After reading the entries below, copy word for word the lines from the first through the line containing "pub struct InMemoryStash", and stop there.

(Beginning of Data provided)

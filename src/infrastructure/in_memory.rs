use crate::domain::ports::Stash;
use crate::error::Result;
use async_trait::async_trait;
use std::collections::HashMap;
use std::sync::Arc;
use tokio::sync::RwLock;

/// A thread-safe in-memory stash.
///
/// Uses `Arc<RwLock<HashMap<String, String>>>`; clones share the same map, which
/// is how tests simulate two tabs of one browser or a page reload.
#[derive(Default, Clone)]
pub struct InMemoryStash {
    entries: Arc<RwLock<HashMap<String, String>>>,
}

impl InMemoryStash {
    /// Creates a new, empty in-memory stash.
    pub fn new() -> Self {
        Self::default()
    }

    pub async fn len(&self) -> usize {
        self.entries.read().await.len()
    }

    pub async fn is_empty(&self) -> bool {
        self.entries.read().await.is_empty()
    }
}

#[async_trait]
impl Stash for InMemoryStash {
    async fn get(&self, key: &str) -> Result<Option<String>> {
        let entries = self.entries.read().await;
        Ok(entries.get(key).cloned())
    }

    async fn set(&self, key: &str, value: &str) -> Result<()> {
        let mut entries = self.entries.write().await;
        entries.insert(key.to_string(), value.to_string());
        Ok(())
    }

    async fn delete(&self, key: &str) -> Result<()> {
        let mut entries = self.entries.write().await;
        entries.remove(key);
        Ok(())
    }
}
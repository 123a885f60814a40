pub mod backend;
pub mod checkout;
pub mod draft;
pub mod outcome;
pub mod pending;
pub mod ports;
pub mod subject;
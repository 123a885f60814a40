use crate::config::PageConfig;
use crate::domain::outcome::{Action, Destination, Outcome};
use crate::domain::ports::Navigator;
use serde::Serialize;

/// Navigator for a terminal session: reports where the browser would go.
pub struct ConsoleNavigator {
    pages: PageConfig,
}

impl ConsoleNavigator {
    pub fn new(pages: PageConfig) -> Self {
        Self { pages }
    }
}

impl Navigator for ConsoleNavigator {
    fn navigate(&self, destination: Destination) {
        let path = self.pages.path(destination);
        tracing::info!(?destination, %path, "navigate");
        eprintln!("-> {path}");
    }
}

/// What the CLI prints for a resolved transaction.
#[derive(Debug, Serialize)]
pub struct OutcomeReport<'a> {
    pub outcome: &'a Outcome,
    pub message: String,
    pub action: Action,
    /// Page the primary action leads to, if it leaves the landing page.
    pub next: Option<&'a str>,
}

impl<'a> OutcomeReport<'a> {
    pub fn new(outcome: &'a Outcome, pages: &'a PageConfig) -> Self {
        let action = outcome.primary_action();
        let next = match action {
            Action::GoToLogin(subject) => Some(pages.path(Destination::Login(subject))),
            Action::Restart(subject) => Some(pages.path(Destination::Registration(subject))),
            Action::GoHome => Some(pages.path(Destination::Home)),
            Action::Refresh | Action::Retry => None,
        };
        Self {
            outcome,
            message: outcome.message(),
            action,
            next,
        }
    }
}
pub mod application;
pub mod config;
pub mod domain;
pub mod error;
pub mod infrastructure;
pub mod interfaces;
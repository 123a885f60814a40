pub mod hosted_checkout;
pub mod http;
pub mod in_memory;
pub mod json_file;
#[cfg(feature = "storage-rocksdb")]
pub mod rocksdb;
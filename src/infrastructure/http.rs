use crate::config::BackendConfig;
use crate::domain::backend::{OrderRequest, OrderResponse, VerifyRequest, VerifyResponse, VerifyRoute};
use crate::domain::ports::RegistrationBackend;
use crate::error::{BackendError, CheckoutError, Result};
use async_trait::async_trait;
use serde::de::DeserializeOwned;
use serde_json::Value;

/// [`RegistrationBackend`] over the marketplace's JSON REST API.
///
/// No retries: each failure is reported once and left to the user to retry.
#[derive(Clone)]
pub struct HttpBackend {
    client: reqwest::Client,
    config: BackendConfig,
}

impl HttpBackend {
    pub fn new(config: BackendConfig) -> Result<Self> {
        let client = reqwest::Client::builder()
            .timeout(config.timeout())
            .build()
            .map_err(|e| CheckoutError::Config(format!("could not build HTTP client: {e}")))?;
        Ok(Self { client, config })
    }

    fn url(&self, path: &str) -> String {
        format!(
            "{}/{}",
            self.config.base_url.trim_end_matches('/'),
            path.trim_start_matches('/')
        )
    }

    async fn post_json<T: DeserializeOwned>(
        &self,
        path: &str,
        body: &Value,
    ) -> std::result::Result<T, BackendError> {
        let url = self.url(path);
        tracing::debug!(%url, "POST");

        let response = self
            .client
            .post(&url)
            .json(body)
            .send()
            .await
            .map_err(|e| BackendError::Transport(e.to_string()))?;
        let status = response.status();
        let bytes = response
            .bytes()
            .await
            .map_err(|e| BackendError::Transport(e.to_string()))?;

        if !status.is_success() {
            let message = error_message(&bytes).unwrap_or_else(|| format!("HTTP {status}"));
            return Err(BackendError::Rejected {
                status: status.as_u16(),
                message,
            });
        }

        serde_json::from_slice(&bytes).map_err(|e| BackendError::Decode(e.to_string()))
    }
}

/// Pulls `error` or `message` out of a JSON error body.
fn error_message(body: &[u8]) -> Option<String> {
    let value: Value = serde_json::from_slice(body).ok()?;
    ["error", "message"]
        .iter()
        .find_map(|key| value.get(key).and_then(Value::as_str))
        .map(str::to_string)
}

#[async_trait]
impl RegistrationBackend for HttpBackend {
    async fn create_order(
        &self,
        request: OrderRequest,
    ) -> std::result::Result<OrderResponse, BackendError> {
        let body = request
            .to_body()
            .map_err(|e| BackendError::Decode(e.to_string()))?;
        self.post_json(self.config.order_path(request.route()), &body)
            .await
    }

    async fn verify(
        &self,
        route: VerifyRoute,
        request: VerifyRequest,
    ) -> std::result::Result<VerifyResponse, BackendError> {
        self.post_json(self.config.verify_path(route), &request.to_body())
            .await
    }
}
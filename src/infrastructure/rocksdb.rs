use crate::domain::ports::Stash;
use crate::error::{CheckoutError, Result};
use async_trait::async_trait;
use rocksdb::{ColumnFamilyDescriptor, DB, Options};
use std::path::Path;
use std::sync::Arc;

/// Column Family holding stash entries.
pub const CF_STASH: &str = "stash";

/// A persistent stash backed by RocksDB.
///
/// Keys and values are stored as UTF-8 bytes in a dedicated column family.
/// `Clone` shares the underlying `Arc<DB>`.
#[derive(Clone)]
pub struct RocksDBStash {
    db: Arc<DB>,
}

impl RocksDBStash {
    /// Opens or creates a RocksDB instance at the specified path.
    pub fn open<P: AsRef<Path>>(path: P) -> Result<Self> {
        let mut opts = Options::default();
        opts.create_if_missing(true);
        opts.create_missing_column_families(true);

        let cf_stash = ColumnFamilyDescriptor::new(CF_STASH, Options::default());
        let db = DB::open_cf_descriptors(&opts, path, vec![cf_stash])?;

        Ok(Self { db: Arc::new(db) })
    }

    fn column(&self) -> Result<&rocksdb::ColumnFamily> {
        self.db
            .cf_handle(CF_STASH)
            .ok_or_else(|| CheckoutError::Stash("stash column family not found".to_string()))
    }
}

#[async_trait]
impl Stash for RocksDBStash {
    async fn get(&self, key: &str) -> Result<Option<String>> {
        let cf = self.column()?;
        match self.db.get_cf(cf, key.as_bytes())? {
            Some(bytes) => String::from_utf8(bytes)
                .map(Some)
                .map_err(|e| CheckoutError::Stash(format!("value of `{key}` is not UTF-8: {e}"))),
            None => Ok(None),
        }
    }

    async fn set(&self, key: &str, value: &str) -> Result<()> {
        let cf = self.column()?;
        self.db.put_cf(cf, key.as_bytes(), value.as_bytes())?;
        Ok(())
    }

    async fn delete(&self, key: &str) -> Result<()> {
        let cf = self.column()?;
        self.db.delete_cf(cf, key.as_bytes())?;
        Ok(())
    }
}

#[cfg(test)]
mod tests {
    use super::*;
    use crate::domain::pending::{PendingTransaction, Slot};
    use crate::domain::subject::{SubjectType, TransactionKind};
    use tempfile::tempdir;

    #[tokio::test]
    async fn test_rocksdb_open_cf() {
        let dir = tempdir().unwrap();
        let stash = RocksDBStash::open(dir.path()).expect("Failed to open RocksDB");
        assert!(stash.db.cf_handle(CF_STASH).is_some());
    }

    #[tokio::test]
    async fn test_rocksdb_stash_survives_reopen() {
        let dir = tempdir().unwrap();
        let record = PendingTransaction {
            kind: TransactionKind::Registration,
            subject: SubjectType::Agent,
            order_id: "AGENT_1".to_string(),
            temp_id: "T1".to_string(),
            document: None,
        };

        {
            let stash = RocksDBStash::open(dir.path()).unwrap();
            record.save(&stash).await.unwrap();
        }

        let stash = RocksDBStash::open(dir.path()).unwrap();
        let loaded = PendingTransaction::load(&stash, Slot::Registration(SubjectType::Agent))
            .await
            .unwrap();
        assert_eq!(loaded, Some(record));

        stash.delete("agentTempId").await.unwrap();
        assert!(stash.get("agentTempId").await.unwrap().is_none());
    }
}
//! Testing infrastructure for reportkit tests.
//!
//! - `fixtures`: demo schemas and seeded backends
//! - `world`: isolated data directory and config for CLI tests

pub mod fixtures;
pub mod world;

pub use fixtures::DemoSchemas;
pub use world::TestWorld;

(End of Data provided)

Response area
filename src/infrastructure/in_memory.rs
use crate::domain::ports::Stash;
use crate::error::Result;
use async_trait::async_trait;
use std::collections::HashMap;
use std::sync::Arc;
use tokio::sync::RwLock;

/// A thread-safe in-memory stash.
///
/// Uses `Arc<RwLock<HashMap<String, String>>>`; clones share the same map, which
/// is how tests simulate two tabs of one browser or a page reload.
#[derive(Default, Clone)]
pub struct InMemoryStash {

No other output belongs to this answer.